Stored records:
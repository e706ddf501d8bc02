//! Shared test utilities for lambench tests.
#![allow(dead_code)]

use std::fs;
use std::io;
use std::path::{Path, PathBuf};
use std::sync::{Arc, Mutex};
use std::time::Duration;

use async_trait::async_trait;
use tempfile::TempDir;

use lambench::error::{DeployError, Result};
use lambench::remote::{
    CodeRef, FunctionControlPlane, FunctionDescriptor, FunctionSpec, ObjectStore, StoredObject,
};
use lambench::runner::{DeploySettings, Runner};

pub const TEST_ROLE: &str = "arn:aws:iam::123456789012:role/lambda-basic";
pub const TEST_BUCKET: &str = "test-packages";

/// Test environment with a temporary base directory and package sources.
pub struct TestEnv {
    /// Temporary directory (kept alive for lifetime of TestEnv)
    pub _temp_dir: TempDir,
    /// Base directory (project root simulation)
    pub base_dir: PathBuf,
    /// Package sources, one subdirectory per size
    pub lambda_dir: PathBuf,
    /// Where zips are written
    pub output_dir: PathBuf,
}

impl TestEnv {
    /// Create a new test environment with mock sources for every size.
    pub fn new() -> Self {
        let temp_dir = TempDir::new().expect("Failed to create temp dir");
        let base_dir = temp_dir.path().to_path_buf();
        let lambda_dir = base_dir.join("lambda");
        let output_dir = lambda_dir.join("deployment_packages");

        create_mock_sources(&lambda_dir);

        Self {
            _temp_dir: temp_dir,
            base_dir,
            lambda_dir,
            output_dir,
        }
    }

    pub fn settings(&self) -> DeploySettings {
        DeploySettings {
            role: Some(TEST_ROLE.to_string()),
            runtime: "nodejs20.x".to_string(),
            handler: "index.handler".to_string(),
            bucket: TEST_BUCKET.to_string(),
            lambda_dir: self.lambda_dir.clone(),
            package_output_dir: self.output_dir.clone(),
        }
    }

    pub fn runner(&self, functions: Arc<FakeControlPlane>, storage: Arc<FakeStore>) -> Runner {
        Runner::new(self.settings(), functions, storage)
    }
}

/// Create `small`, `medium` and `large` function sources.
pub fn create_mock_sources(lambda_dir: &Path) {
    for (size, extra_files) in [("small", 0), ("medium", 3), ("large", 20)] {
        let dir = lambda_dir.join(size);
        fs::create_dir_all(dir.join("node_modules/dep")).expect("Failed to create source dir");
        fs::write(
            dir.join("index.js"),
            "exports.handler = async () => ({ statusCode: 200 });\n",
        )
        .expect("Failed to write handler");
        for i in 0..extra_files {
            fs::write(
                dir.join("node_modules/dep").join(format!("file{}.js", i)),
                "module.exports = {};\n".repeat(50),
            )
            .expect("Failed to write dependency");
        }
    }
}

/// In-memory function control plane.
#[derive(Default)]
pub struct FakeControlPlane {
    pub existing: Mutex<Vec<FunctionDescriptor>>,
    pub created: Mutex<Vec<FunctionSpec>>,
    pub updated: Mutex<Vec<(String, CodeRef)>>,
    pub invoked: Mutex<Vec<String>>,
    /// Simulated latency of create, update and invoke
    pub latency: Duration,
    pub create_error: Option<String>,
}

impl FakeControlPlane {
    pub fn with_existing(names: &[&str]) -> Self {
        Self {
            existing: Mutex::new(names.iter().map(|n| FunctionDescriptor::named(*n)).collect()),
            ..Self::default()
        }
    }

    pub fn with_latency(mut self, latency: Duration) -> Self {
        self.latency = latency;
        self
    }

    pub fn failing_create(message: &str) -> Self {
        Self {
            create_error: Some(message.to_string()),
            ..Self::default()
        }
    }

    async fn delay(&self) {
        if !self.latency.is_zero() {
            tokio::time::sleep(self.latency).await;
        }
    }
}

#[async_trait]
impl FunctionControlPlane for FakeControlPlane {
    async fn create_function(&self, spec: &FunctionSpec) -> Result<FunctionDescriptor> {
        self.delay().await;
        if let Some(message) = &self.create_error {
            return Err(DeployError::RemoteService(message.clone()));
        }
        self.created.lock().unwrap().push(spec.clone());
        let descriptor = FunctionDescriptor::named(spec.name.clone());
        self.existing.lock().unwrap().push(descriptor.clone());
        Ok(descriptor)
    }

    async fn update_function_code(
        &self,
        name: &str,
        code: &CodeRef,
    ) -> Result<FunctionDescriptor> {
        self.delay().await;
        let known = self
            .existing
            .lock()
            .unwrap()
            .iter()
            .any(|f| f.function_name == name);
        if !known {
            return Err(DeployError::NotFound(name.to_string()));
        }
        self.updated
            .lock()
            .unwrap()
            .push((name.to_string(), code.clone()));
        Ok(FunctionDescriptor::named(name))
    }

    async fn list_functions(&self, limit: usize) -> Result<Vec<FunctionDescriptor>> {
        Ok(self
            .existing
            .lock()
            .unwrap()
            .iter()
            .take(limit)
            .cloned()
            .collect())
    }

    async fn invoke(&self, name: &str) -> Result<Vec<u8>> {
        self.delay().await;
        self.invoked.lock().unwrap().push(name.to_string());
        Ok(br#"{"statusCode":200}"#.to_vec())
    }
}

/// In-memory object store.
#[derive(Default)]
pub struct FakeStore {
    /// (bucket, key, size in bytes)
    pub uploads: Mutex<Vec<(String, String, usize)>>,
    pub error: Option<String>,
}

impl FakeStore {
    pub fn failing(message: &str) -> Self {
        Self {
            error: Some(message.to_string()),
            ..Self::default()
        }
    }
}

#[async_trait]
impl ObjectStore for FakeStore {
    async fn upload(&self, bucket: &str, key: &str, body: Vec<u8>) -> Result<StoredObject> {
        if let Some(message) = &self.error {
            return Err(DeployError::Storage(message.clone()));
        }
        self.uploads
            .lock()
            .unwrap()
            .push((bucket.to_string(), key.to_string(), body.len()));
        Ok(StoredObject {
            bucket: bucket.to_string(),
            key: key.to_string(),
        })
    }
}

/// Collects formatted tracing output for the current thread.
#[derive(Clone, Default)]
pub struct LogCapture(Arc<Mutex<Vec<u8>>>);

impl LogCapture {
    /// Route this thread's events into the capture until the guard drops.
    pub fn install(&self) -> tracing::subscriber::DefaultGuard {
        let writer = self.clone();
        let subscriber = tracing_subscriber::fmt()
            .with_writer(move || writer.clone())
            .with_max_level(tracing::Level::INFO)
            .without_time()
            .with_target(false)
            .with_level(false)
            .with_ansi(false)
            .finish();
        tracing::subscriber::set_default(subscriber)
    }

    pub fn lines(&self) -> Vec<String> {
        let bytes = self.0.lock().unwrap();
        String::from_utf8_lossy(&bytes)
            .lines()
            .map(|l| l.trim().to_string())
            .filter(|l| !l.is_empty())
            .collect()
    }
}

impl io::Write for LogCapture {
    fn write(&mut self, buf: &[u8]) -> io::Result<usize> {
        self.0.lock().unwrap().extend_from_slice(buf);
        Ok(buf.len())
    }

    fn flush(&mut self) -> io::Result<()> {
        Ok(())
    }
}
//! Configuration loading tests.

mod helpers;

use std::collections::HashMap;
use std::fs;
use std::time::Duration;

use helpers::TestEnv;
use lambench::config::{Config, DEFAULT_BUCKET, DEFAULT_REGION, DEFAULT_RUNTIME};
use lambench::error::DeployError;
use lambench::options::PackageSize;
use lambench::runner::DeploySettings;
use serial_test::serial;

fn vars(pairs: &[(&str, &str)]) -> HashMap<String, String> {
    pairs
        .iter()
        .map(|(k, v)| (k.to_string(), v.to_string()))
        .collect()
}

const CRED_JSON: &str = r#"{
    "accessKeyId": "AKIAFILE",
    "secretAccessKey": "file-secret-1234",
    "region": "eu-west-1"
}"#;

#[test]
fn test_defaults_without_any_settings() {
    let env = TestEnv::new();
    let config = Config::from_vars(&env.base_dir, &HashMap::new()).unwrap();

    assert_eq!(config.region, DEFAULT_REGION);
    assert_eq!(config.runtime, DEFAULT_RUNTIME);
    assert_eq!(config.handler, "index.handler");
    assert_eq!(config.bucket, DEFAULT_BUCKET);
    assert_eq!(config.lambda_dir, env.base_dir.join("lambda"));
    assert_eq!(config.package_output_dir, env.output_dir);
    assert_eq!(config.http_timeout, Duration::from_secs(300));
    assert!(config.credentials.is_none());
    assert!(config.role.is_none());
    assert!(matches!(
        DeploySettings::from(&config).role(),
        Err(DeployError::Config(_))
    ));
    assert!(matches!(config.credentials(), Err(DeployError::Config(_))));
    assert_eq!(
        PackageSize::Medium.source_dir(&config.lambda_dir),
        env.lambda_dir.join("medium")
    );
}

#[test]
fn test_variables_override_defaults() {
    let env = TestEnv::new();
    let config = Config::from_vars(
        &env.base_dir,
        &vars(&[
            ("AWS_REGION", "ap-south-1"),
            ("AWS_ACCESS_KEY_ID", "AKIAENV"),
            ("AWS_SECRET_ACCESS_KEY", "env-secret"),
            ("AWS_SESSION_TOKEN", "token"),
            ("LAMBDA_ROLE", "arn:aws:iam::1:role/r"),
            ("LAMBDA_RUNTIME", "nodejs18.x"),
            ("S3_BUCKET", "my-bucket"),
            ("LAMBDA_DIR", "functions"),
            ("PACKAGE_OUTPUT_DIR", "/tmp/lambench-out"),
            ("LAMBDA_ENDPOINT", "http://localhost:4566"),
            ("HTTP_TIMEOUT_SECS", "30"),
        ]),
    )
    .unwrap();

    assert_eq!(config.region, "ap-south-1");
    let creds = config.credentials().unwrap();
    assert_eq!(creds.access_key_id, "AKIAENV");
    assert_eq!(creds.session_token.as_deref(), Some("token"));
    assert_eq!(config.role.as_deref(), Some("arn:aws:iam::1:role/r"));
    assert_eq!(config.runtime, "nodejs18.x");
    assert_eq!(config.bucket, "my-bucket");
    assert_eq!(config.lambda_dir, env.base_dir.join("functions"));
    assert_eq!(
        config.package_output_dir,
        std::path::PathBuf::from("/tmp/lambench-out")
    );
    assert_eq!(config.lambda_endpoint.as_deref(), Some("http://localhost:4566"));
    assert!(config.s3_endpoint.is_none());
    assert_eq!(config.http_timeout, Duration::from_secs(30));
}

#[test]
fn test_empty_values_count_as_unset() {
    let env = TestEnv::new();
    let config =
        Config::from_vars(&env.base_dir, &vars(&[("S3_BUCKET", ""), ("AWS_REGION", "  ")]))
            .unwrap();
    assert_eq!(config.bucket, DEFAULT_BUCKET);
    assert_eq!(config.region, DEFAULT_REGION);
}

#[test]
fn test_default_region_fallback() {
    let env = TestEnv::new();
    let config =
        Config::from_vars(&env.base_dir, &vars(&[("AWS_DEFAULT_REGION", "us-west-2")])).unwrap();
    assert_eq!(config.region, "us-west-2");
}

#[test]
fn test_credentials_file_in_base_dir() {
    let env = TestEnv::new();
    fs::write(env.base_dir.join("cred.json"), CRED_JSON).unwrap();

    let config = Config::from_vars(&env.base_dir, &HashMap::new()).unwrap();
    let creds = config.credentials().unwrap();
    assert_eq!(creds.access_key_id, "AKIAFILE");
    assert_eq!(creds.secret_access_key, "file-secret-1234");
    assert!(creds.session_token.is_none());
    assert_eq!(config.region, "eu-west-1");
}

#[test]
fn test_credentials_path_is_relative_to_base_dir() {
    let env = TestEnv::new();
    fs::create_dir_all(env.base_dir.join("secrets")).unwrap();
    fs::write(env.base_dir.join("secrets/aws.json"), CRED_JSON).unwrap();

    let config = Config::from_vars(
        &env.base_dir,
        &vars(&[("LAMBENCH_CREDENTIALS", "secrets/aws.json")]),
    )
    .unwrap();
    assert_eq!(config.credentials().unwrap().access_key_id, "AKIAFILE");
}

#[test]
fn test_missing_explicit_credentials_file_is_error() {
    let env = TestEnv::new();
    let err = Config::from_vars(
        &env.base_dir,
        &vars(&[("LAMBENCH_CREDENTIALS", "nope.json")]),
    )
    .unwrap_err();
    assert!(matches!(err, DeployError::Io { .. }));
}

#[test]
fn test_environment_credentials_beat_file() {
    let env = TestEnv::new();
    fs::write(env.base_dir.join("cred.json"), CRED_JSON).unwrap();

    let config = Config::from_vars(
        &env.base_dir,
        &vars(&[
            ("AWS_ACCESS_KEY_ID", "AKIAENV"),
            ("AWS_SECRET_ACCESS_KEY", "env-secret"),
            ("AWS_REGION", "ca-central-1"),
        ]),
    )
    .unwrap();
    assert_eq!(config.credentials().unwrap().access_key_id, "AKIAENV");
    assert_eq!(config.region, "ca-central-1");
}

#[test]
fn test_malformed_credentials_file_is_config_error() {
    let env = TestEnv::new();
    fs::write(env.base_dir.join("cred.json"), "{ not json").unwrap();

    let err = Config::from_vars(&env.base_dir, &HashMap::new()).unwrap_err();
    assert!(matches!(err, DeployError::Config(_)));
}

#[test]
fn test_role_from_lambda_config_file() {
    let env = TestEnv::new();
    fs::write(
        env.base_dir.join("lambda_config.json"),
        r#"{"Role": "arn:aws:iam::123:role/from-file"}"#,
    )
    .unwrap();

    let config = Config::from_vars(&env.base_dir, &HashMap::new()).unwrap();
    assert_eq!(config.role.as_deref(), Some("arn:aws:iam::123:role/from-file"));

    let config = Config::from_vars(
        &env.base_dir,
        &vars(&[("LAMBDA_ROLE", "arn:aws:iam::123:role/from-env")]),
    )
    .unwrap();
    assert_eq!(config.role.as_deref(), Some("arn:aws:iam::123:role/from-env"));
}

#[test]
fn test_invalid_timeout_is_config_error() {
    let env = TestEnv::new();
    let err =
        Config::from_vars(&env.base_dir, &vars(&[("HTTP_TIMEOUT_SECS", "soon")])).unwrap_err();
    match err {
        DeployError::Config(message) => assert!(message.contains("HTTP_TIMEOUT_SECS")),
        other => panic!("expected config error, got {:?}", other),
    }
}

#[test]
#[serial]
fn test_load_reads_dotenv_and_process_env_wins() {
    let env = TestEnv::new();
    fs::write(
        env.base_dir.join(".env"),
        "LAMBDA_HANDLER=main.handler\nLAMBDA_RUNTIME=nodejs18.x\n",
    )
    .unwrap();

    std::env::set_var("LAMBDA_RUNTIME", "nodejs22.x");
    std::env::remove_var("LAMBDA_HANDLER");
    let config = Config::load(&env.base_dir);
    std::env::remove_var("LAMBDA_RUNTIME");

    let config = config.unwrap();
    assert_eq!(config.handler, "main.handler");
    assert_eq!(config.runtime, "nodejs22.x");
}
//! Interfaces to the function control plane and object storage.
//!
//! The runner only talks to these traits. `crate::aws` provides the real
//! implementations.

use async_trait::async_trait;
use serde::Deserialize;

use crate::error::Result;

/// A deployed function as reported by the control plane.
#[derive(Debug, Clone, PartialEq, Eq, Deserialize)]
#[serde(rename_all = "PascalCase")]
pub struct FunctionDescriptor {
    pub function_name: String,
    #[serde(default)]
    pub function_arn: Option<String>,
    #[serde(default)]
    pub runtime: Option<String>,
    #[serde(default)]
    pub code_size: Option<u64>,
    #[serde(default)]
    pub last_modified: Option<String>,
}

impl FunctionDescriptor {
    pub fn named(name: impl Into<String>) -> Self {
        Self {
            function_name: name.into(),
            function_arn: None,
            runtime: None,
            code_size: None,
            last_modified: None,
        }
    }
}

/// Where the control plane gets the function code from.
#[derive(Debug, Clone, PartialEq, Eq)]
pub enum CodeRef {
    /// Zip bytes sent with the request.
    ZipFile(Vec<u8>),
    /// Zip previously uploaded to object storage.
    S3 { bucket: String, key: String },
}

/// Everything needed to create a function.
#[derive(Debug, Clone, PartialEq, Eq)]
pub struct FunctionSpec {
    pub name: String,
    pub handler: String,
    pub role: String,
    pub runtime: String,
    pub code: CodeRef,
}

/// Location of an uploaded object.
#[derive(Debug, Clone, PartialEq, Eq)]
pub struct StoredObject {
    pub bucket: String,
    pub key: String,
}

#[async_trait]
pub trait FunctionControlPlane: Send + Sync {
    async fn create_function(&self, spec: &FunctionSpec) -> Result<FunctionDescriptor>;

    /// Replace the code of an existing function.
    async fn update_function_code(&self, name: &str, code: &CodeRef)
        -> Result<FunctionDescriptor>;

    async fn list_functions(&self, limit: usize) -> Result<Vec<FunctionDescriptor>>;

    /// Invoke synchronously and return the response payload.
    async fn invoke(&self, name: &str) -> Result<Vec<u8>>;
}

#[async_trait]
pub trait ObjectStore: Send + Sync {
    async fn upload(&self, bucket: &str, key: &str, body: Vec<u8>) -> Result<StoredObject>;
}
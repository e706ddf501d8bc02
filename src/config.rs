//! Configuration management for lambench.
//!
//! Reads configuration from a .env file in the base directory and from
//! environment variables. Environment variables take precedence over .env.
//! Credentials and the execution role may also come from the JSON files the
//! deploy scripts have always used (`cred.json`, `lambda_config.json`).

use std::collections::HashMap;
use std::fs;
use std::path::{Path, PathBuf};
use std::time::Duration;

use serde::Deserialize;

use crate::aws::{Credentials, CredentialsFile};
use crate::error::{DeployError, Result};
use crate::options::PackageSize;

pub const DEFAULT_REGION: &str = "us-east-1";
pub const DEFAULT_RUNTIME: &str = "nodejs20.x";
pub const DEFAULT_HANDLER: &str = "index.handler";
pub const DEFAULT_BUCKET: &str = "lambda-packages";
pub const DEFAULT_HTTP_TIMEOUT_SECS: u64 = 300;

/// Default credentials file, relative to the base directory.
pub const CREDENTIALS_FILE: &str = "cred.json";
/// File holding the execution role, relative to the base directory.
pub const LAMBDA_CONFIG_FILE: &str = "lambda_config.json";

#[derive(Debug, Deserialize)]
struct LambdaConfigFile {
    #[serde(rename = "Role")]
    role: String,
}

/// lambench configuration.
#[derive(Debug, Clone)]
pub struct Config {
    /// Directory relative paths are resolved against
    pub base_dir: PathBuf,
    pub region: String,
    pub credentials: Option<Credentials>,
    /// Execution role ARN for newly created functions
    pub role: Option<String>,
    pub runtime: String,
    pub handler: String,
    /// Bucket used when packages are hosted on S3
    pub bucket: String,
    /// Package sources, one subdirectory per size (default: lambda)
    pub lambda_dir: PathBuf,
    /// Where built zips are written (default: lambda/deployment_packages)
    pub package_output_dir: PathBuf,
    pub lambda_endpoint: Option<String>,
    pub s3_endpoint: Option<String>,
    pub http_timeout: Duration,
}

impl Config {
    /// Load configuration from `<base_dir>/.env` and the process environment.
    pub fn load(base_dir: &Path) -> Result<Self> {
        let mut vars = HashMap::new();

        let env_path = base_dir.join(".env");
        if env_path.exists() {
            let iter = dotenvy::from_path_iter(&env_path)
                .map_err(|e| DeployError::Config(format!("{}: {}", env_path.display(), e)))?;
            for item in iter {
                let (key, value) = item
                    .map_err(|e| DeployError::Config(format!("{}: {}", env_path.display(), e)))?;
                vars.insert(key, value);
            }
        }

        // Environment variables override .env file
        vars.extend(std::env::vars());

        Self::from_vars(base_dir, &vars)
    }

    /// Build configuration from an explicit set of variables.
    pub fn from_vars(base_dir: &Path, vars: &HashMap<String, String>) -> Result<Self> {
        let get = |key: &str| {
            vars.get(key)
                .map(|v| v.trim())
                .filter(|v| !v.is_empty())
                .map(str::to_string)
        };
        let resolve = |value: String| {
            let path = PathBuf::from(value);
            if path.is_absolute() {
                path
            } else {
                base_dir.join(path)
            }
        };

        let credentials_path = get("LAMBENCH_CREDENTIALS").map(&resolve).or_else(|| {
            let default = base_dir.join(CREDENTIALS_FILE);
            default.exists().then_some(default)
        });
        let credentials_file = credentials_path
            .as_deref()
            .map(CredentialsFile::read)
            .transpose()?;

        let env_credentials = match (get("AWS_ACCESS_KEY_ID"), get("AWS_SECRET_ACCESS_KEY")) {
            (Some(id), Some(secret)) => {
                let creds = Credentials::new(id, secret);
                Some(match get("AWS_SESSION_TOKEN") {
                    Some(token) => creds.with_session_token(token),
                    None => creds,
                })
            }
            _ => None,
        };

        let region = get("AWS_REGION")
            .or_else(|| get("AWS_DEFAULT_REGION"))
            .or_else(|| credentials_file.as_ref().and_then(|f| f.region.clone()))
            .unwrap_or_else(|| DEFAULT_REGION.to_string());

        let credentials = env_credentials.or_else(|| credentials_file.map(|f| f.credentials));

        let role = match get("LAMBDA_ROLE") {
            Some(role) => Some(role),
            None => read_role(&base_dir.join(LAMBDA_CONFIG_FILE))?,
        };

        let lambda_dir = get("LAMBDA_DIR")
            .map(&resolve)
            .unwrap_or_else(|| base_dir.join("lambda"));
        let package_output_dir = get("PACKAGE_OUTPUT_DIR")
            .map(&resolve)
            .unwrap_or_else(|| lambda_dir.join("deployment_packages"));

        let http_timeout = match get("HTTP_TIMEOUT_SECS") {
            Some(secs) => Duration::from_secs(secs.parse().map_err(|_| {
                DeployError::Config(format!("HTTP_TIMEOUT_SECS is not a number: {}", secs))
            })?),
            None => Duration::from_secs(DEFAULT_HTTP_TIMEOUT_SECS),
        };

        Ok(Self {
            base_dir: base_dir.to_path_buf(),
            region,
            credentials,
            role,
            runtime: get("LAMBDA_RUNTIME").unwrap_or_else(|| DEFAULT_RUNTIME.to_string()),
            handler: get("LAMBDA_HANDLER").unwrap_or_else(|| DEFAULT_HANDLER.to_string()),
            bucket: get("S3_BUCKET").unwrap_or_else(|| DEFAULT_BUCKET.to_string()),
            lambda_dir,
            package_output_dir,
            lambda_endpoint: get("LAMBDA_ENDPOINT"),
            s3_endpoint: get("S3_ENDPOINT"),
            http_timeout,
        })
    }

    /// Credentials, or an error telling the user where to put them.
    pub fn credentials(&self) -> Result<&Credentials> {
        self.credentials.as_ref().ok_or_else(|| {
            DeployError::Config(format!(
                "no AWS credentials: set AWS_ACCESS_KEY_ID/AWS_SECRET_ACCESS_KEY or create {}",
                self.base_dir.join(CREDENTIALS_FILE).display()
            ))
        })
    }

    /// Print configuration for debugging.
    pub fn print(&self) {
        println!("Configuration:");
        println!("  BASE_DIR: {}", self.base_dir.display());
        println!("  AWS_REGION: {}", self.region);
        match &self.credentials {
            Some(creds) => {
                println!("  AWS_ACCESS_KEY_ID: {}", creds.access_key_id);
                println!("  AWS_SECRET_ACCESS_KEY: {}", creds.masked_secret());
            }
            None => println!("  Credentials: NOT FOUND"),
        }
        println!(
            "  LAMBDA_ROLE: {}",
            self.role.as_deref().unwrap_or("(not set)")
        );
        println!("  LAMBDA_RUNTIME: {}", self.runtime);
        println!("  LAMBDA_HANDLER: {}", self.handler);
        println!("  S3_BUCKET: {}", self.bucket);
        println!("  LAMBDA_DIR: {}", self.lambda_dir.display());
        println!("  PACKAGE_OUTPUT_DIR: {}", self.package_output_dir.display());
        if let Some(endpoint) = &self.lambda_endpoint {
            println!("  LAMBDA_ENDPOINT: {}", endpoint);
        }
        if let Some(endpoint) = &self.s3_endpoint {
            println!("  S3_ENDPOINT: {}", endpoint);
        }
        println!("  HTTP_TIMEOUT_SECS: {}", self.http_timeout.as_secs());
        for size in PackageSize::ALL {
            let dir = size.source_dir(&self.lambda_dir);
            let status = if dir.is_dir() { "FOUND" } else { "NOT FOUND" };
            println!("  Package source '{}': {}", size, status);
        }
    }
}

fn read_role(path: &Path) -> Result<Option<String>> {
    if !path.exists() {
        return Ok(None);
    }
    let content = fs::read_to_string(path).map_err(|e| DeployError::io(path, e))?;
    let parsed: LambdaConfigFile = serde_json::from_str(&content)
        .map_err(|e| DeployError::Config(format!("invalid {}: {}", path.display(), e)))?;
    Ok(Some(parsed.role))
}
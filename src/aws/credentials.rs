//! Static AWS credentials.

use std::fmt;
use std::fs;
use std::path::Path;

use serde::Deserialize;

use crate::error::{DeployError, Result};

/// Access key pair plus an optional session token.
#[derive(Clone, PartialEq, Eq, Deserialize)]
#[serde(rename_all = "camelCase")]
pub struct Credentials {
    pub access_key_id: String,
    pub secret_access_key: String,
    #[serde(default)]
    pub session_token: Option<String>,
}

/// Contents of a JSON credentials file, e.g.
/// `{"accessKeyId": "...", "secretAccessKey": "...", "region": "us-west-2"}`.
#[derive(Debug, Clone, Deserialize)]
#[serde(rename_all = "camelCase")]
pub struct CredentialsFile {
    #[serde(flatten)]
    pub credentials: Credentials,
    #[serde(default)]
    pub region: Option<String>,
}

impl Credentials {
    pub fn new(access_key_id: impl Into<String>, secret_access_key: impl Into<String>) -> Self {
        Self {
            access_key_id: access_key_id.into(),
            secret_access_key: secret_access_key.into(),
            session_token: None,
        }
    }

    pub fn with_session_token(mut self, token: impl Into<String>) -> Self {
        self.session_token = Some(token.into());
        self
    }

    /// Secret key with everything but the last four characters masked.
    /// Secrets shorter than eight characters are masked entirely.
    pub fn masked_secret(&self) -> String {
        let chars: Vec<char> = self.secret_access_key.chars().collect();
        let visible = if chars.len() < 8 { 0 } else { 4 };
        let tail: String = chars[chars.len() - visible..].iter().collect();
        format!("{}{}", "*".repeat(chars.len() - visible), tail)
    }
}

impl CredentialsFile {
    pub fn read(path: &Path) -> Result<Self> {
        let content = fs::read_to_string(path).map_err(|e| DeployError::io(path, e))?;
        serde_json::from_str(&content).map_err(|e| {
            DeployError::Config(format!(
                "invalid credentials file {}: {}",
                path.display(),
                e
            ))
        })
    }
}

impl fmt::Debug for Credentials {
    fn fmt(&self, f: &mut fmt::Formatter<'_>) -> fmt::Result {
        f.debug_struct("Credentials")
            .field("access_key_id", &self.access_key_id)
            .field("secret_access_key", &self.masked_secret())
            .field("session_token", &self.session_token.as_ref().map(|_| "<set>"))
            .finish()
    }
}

- Your goal -
All lines above holding the word "options" make up the answer; copy each one.

- Worked solution -
use lambench::options::PackageSize;
use crate::options::PackageSize;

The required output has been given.